Figure 5. Impaired WRN relocalisation in nuclear foci and association with 9.1.1 complex in cells expressing a WRN mutant bearing a deletion in the RAD1-bindign region.
(A) Western blotting on extracts from WS cells stably expressing the Flag-tagged wild-type WRN (WRNwt) or the 112-121 deletion mutant (WRNdel) showing levels of WRN using an anti-WRN antibody. WS cells were used as a negative control and tubulin as loading control.
(B) Analysis of the association with 9.1.1 of the WRN mutant protein with deletion in the 9.1.1-binding region. Five μg of wild-type or 112-121 deletion mutant GST-tagged N-terminal fragment of WRN (1-550) was purified from E. coli and incubated with 2μg of HeLa nuclear extracts. After release in sample buffer and separation on SDS-PAGE, the presence of RAD1 in the pull-down material was assessed by immunoblotting using an anti-RAD1 antibody. One-tenth of the released material was subjected to immunoblotting using an anti-GST antibody to visualize the amount of GST-NWRN fragments. Pull-down using uncoupled GST-binding beads was used as negative control.
(C) Analysis of WRN relocalisation to nuclear foci after replication arrest. Images show WRN nuclear distribution with or without an 8h HU treatment. The inset shows the percentage of WRN positive nuclei. Data are presented as means of three independent experiments+/− standard errors.

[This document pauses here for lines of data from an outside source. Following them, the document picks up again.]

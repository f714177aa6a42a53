// SPDX-FileCopyrightText: Copyright (c) 2025 NVIDIA CORPORATION & AFFILIATES. All rights reserved.
// SPDX-License-Identifier: Apache-2.0
//
// Licensed under the Apache License, Version 2.0 (the "License");
// you may not use this file except in compliance with the License.
// You may obtain a copy of the License at
//
// http://www.apache.org/licenses/LICENSE-2.0
//
// Unless required by applicable law or agreed to in writing, software
// distributed under the License is distributed on an "AS IS" BASIS,
// WITHOUT WARRANTIES OR CONDITIONS OF ANY KIND, either express or implied.
// See the License for the specific language governing permissions and
// limitations under the License.

//! Dell flavour of `#EventService.SubmitTestEvent`.

use crate::action;
use crate::event_service::EventDestinationProtocol;
use crate::event_service::EventService;
use crate::event_service::DEFAULT_SUBMIT_TEST_EVENT_TARGET;
use crate::resource::Resource;
use crate::resource::ResourceBase;
use crate::Error;
use rsfish_core::Bmc;
use rsfish_core::ODataId;
use serde::Serialize;
use tracing::debug;

/// Test event as accepted by iDRAC.
#[derive(Debug, Clone, PartialEq, Serialize)]
#[serde(rename_all = "PascalCase")]
pub struct DellTestEventBody {
    /// Receiver of the event.
    pub destination: String,
    /// Single event type, e.g. `Alert`.
    pub event_types: String,
    pub context: String,
    pub protocol: EventDestinationProtocol,
    /// Identifier of the message in the iDRAC registry, e.g. `AMP0300`.
    pub message_id: String,
}

/// Event service with the Dell submit target resolved.
pub struct DellEventService<B: Bmc> {
    service: EventService<B>,
    submit_test_event: ODataId,
}

impl<B: Bmc> DellEventService<B> {
    /// Resolve the submit target from `service`. No request is sent.
    #[must_use]
    pub fn from_event_service(service: EventService<B>) -> Self {
        let submit_test_event = service
            .submit_test_event_target()
            .cloned()
            .unwrap_or_else(|| ODataId::from(DEFAULT_SUBMIT_TEST_EVENT_TARGET));
        debug!(target = %submit_test_event, "Dell event service overlay");
        Self {
            service,
            submit_test_event,
        }
    }

    /// Underlying standard event service.
    #[must_use]
    pub const fn service(&self) -> &EventService<B> {
        &self.service
    }

    /// Target the test events are posted to.
    #[must_use]
    pub const fn submit_test_event_target(&self) -> &ODataId {
        &self.submit_test_event
    }

    /// Ask iDRAC to emit a test event.
    ///
    /// # Errors
    ///
    /// Returns [`Error::ActionStatus`] or [`Error::Service`] unless the
    /// reply is `201`, `202` or `204`, or any request error.
    pub async fn submit_test_event(&self, body: &DellTestEventBody) -> Result<(), Error<B>> {
        debug!(target = %self.submit_test_event, message_id = %body.message_id, "submitting Dell test event");
        action::submit(self.base().bmc().as_ref(), &self.submit_test_event, body).await?;
        Ok(())
    }
}

impl<B: Bmc> Resource<B> for DellEventService<B> {
    fn base(&self) -> &ResourceBase<B> {
        self.service.base()
    }
}

#[cfg(test)]
mod tests {
    use super::*;
    use rsfish_bmc_mock::Bmc as MockBmc;
    use rsfish_bmc_mock::Expect;
    use rsfish_core::ErrorKind;
    use std::io::Error as IoError;
    use std::sync::Arc;

    type TestBmc = MockBmc<IoError>;

    fn body() -> DellTestEventBody {
        DellTestEventBody {
            destination: "https://collector.example.com/events".into(),
            event_types: "Alert".into(),
            context: "root".into(),
            protocol: EventDestinationProtocol::Redfish,
            message_id: "AMP0300".into(),
        }
    }

    const REQUEST: &str = r#"{"Destination": "https://collector.example.com/events",
        "EventTypes": "Alert", "Context": "root", "Protocol": "Redfish",
        "MessageId": "AMP0300"}"#;

    async fn service(bmc: &Arc<TestBmc>) -> DellEventService<TestBmc> {
        bmc.expect(Expect::get(
            "/redfish/v1/EventService",
            r#"{"@odata.id": "/redfish/v1/EventService", "Id": "EventService",
                "Name": "Event Service"}"#,
        ));
        let service: EventService<TestBmc> =
            crate::resource::fetch(bmc, &ODataId::from("/redfish/v1/EventService"))
                .await
                .unwrap();
        DellEventService::from_event_service(service)
    }

    #[tokio::test]
    async fn created_is_success() {
        let bmc = Arc::new(TestBmc::default());
        let service = service(&bmc).await;
        assert_eq!(
            service.submit_test_event_target(),
            &ODataId::from(DEFAULT_SUBMIT_TEST_EVENT_TARGET)
        );
        bmc.expect(Expect::post(DEFAULT_SUBMIT_TEST_EVENT_TARGET, REQUEST, 201, ""));
        service.submit_test_event(&body()).await.unwrap();
    }

    #[tokio::test]
    async fn ok_is_action_status_error() {
        let bmc = Arc::new(TestBmc::default());
        let service = service(&bmc).await;
        bmc.expect(Expect::post(DEFAULT_SUBMIT_TEST_EVENT_TARGET, REQUEST, 200, "{}"));
        let err = service.submit_test_event(&body()).await.err().unwrap();
        assert_eq!(err.kind(), ErrorKind::ActionStatus);
    }
}
// SPDX-FileCopyrightText: Copyright (c) 2025 NVIDIA CORPORATION & AFFILIATES. All rights reserved.
// SPDX-License-Identifier: Apache-2.0
//
// Licensed under the Apache License, Version 2.0 (the "License");
// you may not use this file except in compliance with the License.
// You may obtain a copy of the License at
//
// http://www.apache.org/licenses/LICENSE-2.0
//
// Unless required by applicable law or agreed to in writing, software
// distributed under the License is distributed on an "AS IS" BASIS,
// WITHOUT WARRANTIES OR CONDITIONS OF ANY KIND, either express or implied.
// See the License for the specific language governing permissions and
// limitations under the License.

//! Message registry files.

use crate::resource::FromBase;
use crate::resource::Resource;
use crate::resource::ResourceBase;
use crate::Error;
use rsfish_core::Bmc;
use serde::Deserialize;
use serde::Serialize;

/// Where a registry can be obtained.
#[derive(Debug, Clone, Default, PartialEq, Serialize, Deserialize)]
#[serde(rename_all = "PascalCase")]
pub struct RegistryLocation {
    /// Language of the registry.
    pub language: Option<String>,
    /// URI of the registry hosted by the service.
    pub uri: Option<String>,
    /// URI of the published registry.
    pub publication_uri: Option<String>,
    /// URI of the registry in an archive.
    pub archive_uri: Option<String>,
    /// File name of the registry in the archive.
    pub archive_file: Option<String>,
}

/// Data of a message registry file.
#[derive(Debug, Clone, Default, PartialEq, Serialize, Deserialize)]
#[serde(rename_all = "PascalCase")]
pub struct MessageRegistryFileData {
    /// Languages the registry is available in.
    #[serde(default)]
    pub languages: Vec<String>,
    /// Registry prefix and version, e.g. `Base.1.8`.
    pub registry: Option<String>,
    /// Locations of the registry.
    #[serde(default)]
    pub location: Vec<RegistryLocation>,
}

#[derive(Deserialize)]
struct MessageRegistryFileSchema {
    #[serde(flatten)]
    data: MessageRegistryFileData,
}

/// Message registry file.
pub struct MessageRegistryFile<B: Bmc> {
    base: ResourceBase<B>,
    /// Decoded registry file data.
    pub data: MessageRegistryFileData,
}

impl<B: Bmc> MessageRegistryFile<B> {
    /// Location of the registry in `language`.
    #[must_use]
    pub fn location(&self, language: &str) -> Option<&RegistryLocation> {
        self.data
            .location
            .iter()
            .find(|location| location.language.as_deref() == Some(language))
    }
}

impl<B: Bmc> FromBase<B> for MessageRegistryFile<B> {
    fn from_base(base: ResourceBase<B>) -> Result<Self, Error<B>> {
        let MessageRegistryFileSchema { data } = base.decode()?;
        Ok(Self { base, data })
    }
}

impl<B: Bmc> Resource<B> for MessageRegistryFile<B> {
    fn base(&self) -> &ResourceBase<B> {
        &self.base
    }
}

(D) Analysis of WRN-9.1.1 association in cells expressing WRNdel. 293T cells transiently expressing the Flag-tagged WRNwt or the Flag-tagged WRNdel protein were treated with 2mM HU for 8h prior to lysis and immunoprecipitation using anti-Flag antibody. The presence of RAD9 and RAD1 were assessed by immunoblotting (IB) using the indicated antibodies. Immunoprecipitation using normal IgG was used as a negative control. Inputs contained 15% of the total lysates used for immunoprecipitation. A fraction of the lysate (1/50) was also analysed by immunoblotting to evaluate the amount of the wild-type and mutant form of WRN expressed in 293T cells. RAD9 immunoblotting was used to confirm the presence of RAD9 in the lysates and as loading control.
(E) Analysis of WRN phosphorylation at S/TQ sites in the 112-121 deletion WRN mutant after HU treatment. Cells expressing the wild-type and the WRNdel mutant were treated with 2mM HU for 6h prior to lysis and immunoprecipitation using an anti-Flag antibody. WRN phosphorylation was evaluated by immunoblotting in the WRN immunoprecipitates with an anti-pST/Q antibody (IB: pS/TQ). The total amount of the immunoprecipitated WRN protein was determined by anti-WRN immunobloting (IB: WRN). Immunoprecipitation using normal mouse IgG (IgG) was used as a negative control.